Activation of V-Domain Immunoglobulin Suppressor of T-Cell Activation by Baloxavir Marboxil Ameliorates Systemic Lupus Erythematosus through Inhibiting Lysophosphatidylcholine/CD40 Ligand.

Abstract

Deficiency of the V-domain immunoglobulin suppressor of T-cell activation (VISTA) accelerates disease progression in lupus-prone mice, and activation of VISTA shows therapeutic effects in mouse models of a lupus-like disease. Metabolic reprogramming of T cells in systemic lupus erythematosus (SLE) patients is important in regulating T-cell function and disease progression. However, the mechanism by which VISTA affects the immunometabolism in SLE remains unclear.
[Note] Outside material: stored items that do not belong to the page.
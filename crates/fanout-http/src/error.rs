use thiserror::Error;

#[derive(Error, Debug)]
pub enum Error {
    #[error("Request error: {0}")]
    Request(#[from] reqwest::Error),

    #[error("API returned {status}: {body}")]
    Status { status: u16, body: String },

    #[error("Malformed response body: {0}")]
    MalformedBody(String),

    #[error("JSON error: {0}")]
    Json(#[from] serde_json::Error),
}

impl From<Error> for fanout_core::Error {
    fn from(err: Error) -> Self {
        fanout_core::Error::Network(err.to_string())
    }
}

pub type Result<T> = std::result::Result<T, Error>;
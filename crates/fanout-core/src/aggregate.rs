use crate::result::{Row, Table};
use serde::Serialize;
use std::path::PathBuf;

/// A loaded table together with the path it was read from.
#[derive(Debug, Clone, PartialEq, Serialize)]
pub struct TabularResult {
    pub path: PathBuf,
    pub table: Table,
}

/// Keyed collection of every fetch result. Only ever built after all tasks
/// have completed; immutable afterwards.
#[derive(Debug, Clone, PartialEq, Serialize)]
pub struct Aggregate {
    tabular_results: Vec<TabularResult>,
    api_result: Vec<serde_json::Value>,
    db_result: Vec<Row>,
}

impl Aggregate {
    pub fn new(
        tabular_results: Vec<TabularResult>,
        api_result: Vec<serde_json::Value>,
        db_result: Vec<Row>,
    ) -> Self {
        Self {
            tabular_results,
            api_result,
            db_result,
        }
    }

    pub fn tabular_results(&self) -> &[TabularResult] {
        &self.tabular_results
    }

    pub fn api_result(&self) -> &[serde_json::Value] {
        &self.api_result
    }

    pub fn db_result(&self) -> &[Row] {
        &self.db_result
    }

    /// Row count of each table, in configured file order
    pub fn table_row_counts(&self) -> Vec<usize> {
        self.tabular_results.iter().map(|t| t.table.len()).collect()
    }
}

#[cfg(test)]
mod tests {
    use super::*;
    use crate::result::{Cell, ColumnType};
    use serde_json::json;

    #[test]
    fn test_aggregate_serializes_fixed_keys() {
        let table = Table::new(
            vec!["n".to_string()],
            vec![ColumnType::Int],
            vec![vec![Cell::Int(1)]],
        );
        let aggregate = Aggregate::new(
            vec![TabularResult {
                path: PathBuf::from("a.csv"),
                table,
            }],
            vec![json!({"id": 1})],
            vec![vec![Cell::Int(1), Cell::from("ada")]],
        );

        assert_eq!(aggregate.table_row_counts(), vec![1]);

        let value = serde_json::to_value(&aggregate).unwrap();
        let keys: Vec<&String> = value.as_object().unwrap().keys().collect();
        assert_eq!(keys.len(), 3);
        assert!(value.get("tabular_results").is_some());
        assert!(value.get("api_result").is_some());
        assert_eq!(value["db_result"][0], json!([1, "ada"]));
    }
}
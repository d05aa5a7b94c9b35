use std::fmt;
use std::path::PathBuf;

pub const DEFAULT_CSV_FILES: [&str; 2] = ["Salary_Data.csv", "cafe_sales.csv"];
pub const DEFAULT_API_URL: &str = "https://jsonplaceholder.typicode.com/users";
pub const DEFAULT_QUERY: &str = "SELECT * FROM users";

/// Resolved settings for one aggregation run.
#[derive(Clone, PartialEq, Eq)]
pub struct FetchConfig {
    pub files: Vec<PathBuf>,
    pub api_url: String,
    pub database_url: String,
    pub query: String,
}

impl FetchConfig {
    /// Default sources, reading from the given database
    pub fn new(database_url: impl Into<String>) -> Self {
        Self {
            files: DEFAULT_CSV_FILES.iter().map(PathBuf::from).collect(),
            api_url: DEFAULT_API_URL.to_string(),
            database_url: database_url.into(),
            query: DEFAULT_QUERY.to_string(),
        }
    }

    pub fn with_files<I, P>(mut self, files: I) -> Self
    where
        I: IntoIterator<Item = P>,
        P: Into<PathBuf>,
    {
        self.files = files.into_iter().map(Into::into).collect();
        self
    }

    pub fn with_api_url(mut self, api_url: impl Into<String>) -> Self {
        self.api_url = api_url.into();
        self
    }

    pub fn with_query(mut self, query: impl Into<String>) -> Self {
        self.query = query.into();
        self
    }

    /// Number of fetch tasks this configuration produces
    pub fn task_count(&self) -> usize {
        self.files.len() + 2
    }
}

// Connection strings usually embed credentials.
impl fmt::Debug for FetchConfig {
    fn fmt(&self, f: &mut fmt::Formatter<'_>) -> fmt::Result {
        f.debug_struct("FetchConfig")
            .field("files", &self.files)
            .field("api_url", &self.api_url)
            .field("database_url", &"<redacted>")
            .field("query", &self.query)
            .finish()
    }
}

#[cfg(test)]
mod tests {
    use super::*;

    #[test]
    fn test_defaults() {
        let config = FetchConfig::new("postgres://localhost/app");
        assert_eq!(
            config.files,
            vec![PathBuf::from("Salary_Data.csv"), PathBuf::from("cafe_sales.csv")]
        );
        assert_eq!(config.api_url, DEFAULT_API_URL);
        assert_eq!(config.query, "SELECT * FROM users");
        assert_eq!(config.task_count(), 4);
    }

    #[test]
    fn test_overrides() {
        let config = FetchConfig::new("postgres://localhost/app")
            .with_files(["one.csv"])
            .with_api_url("http://localhost:8080/items")
            .with_query("SELECT id FROM items");

        assert_eq!(config.files, vec![PathBuf::from("one.csv")]);
        assert_eq!(config.api_url, "http://localhost:8080/items");
        assert_eq!(config.query, "SELECT id FROM items");
        assert_eq!(config.task_count(), 3);
    }

    #[test]
    fn test_debug_redacts_database_url() {
        let config = FetchConfig::new("postgres://admin:hunter2@db/app");
        let debug = format!("{:?}", config);
        assert!(!debug.contains("hunter2"));
        assert!(debug.contains("<redacted>"));
    }
}
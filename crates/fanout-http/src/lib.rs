pub mod client;
pub mod error;

// Re-exports
pub use client::ApiClient;
pub use error::{Error, Result};
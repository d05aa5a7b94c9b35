pub mod aggregate;
pub mod config;
pub mod error;
pub mod result;
pub mod source;
pub mod task;
pub mod task_group;

// Re-exports
pub use aggregate::{Aggregate, TabularResult};
pub use config::FetchConfig;
pub use error::{Error, Result};
pub use result::{Cell, ColumnType, ResultSet, Row, Table};
pub use source::{RecordSource, RowSource};
pub use task::{FetchTask, TaskKind};
pub use task_group::{TaskGroup, DEFAULT_MAX_WORKERS};
use crate::{Result, Row};
use async_trait::async_trait;

/// Remote endpoint yielding a JSON array of records.
#[async_trait]
pub trait RecordSource: Send + Sync {
    /// Identifier used in task descriptors and logs (usually the URL)
    fn describe(&self) -> String;

    async fn fetch_records(&self) -> Result<Vec<serde_json::Value>>;
}

/// Relational source yielding row tuples.
#[async_trait]
pub trait RowSource: Send + Sync {
    /// Identifier used in task descriptors and logs (usually the query)
    fn describe(&self) -> String;

    async fn fetch_rows(&self) -> Result<Vec<Row>>;
}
Here, we demonstrated that the deficiency of VISTA promoted the synthesis of the metabolite lysophosphatidylcholine (LPC) using untargeted metabolomics and increased the protein expression of the CD40 ligand (CD40L). Furthermore, baloxavir marboxil (BXM), a small molecule agonist of VISTA, significantly ameliorated autoantibody production, renal damage, and imbalance of immune cell subpopulations in the models of a lupus-like disease in mice (chronic graft-versus-host disease and MRL/MpJ-Faslpr/J mice) possibly by inhibiting LPC synthesis to downregulate CD40L protein expression and inhibiting aberrant activation of noncanonical nuclear factor-κB pathway. Our results indicated that BXM targeting VISTA ameliorated lupus-like symptoms by altering lipid metabolism and CD40L expression, which offers novel mechanisms and a promising therapy for SLE.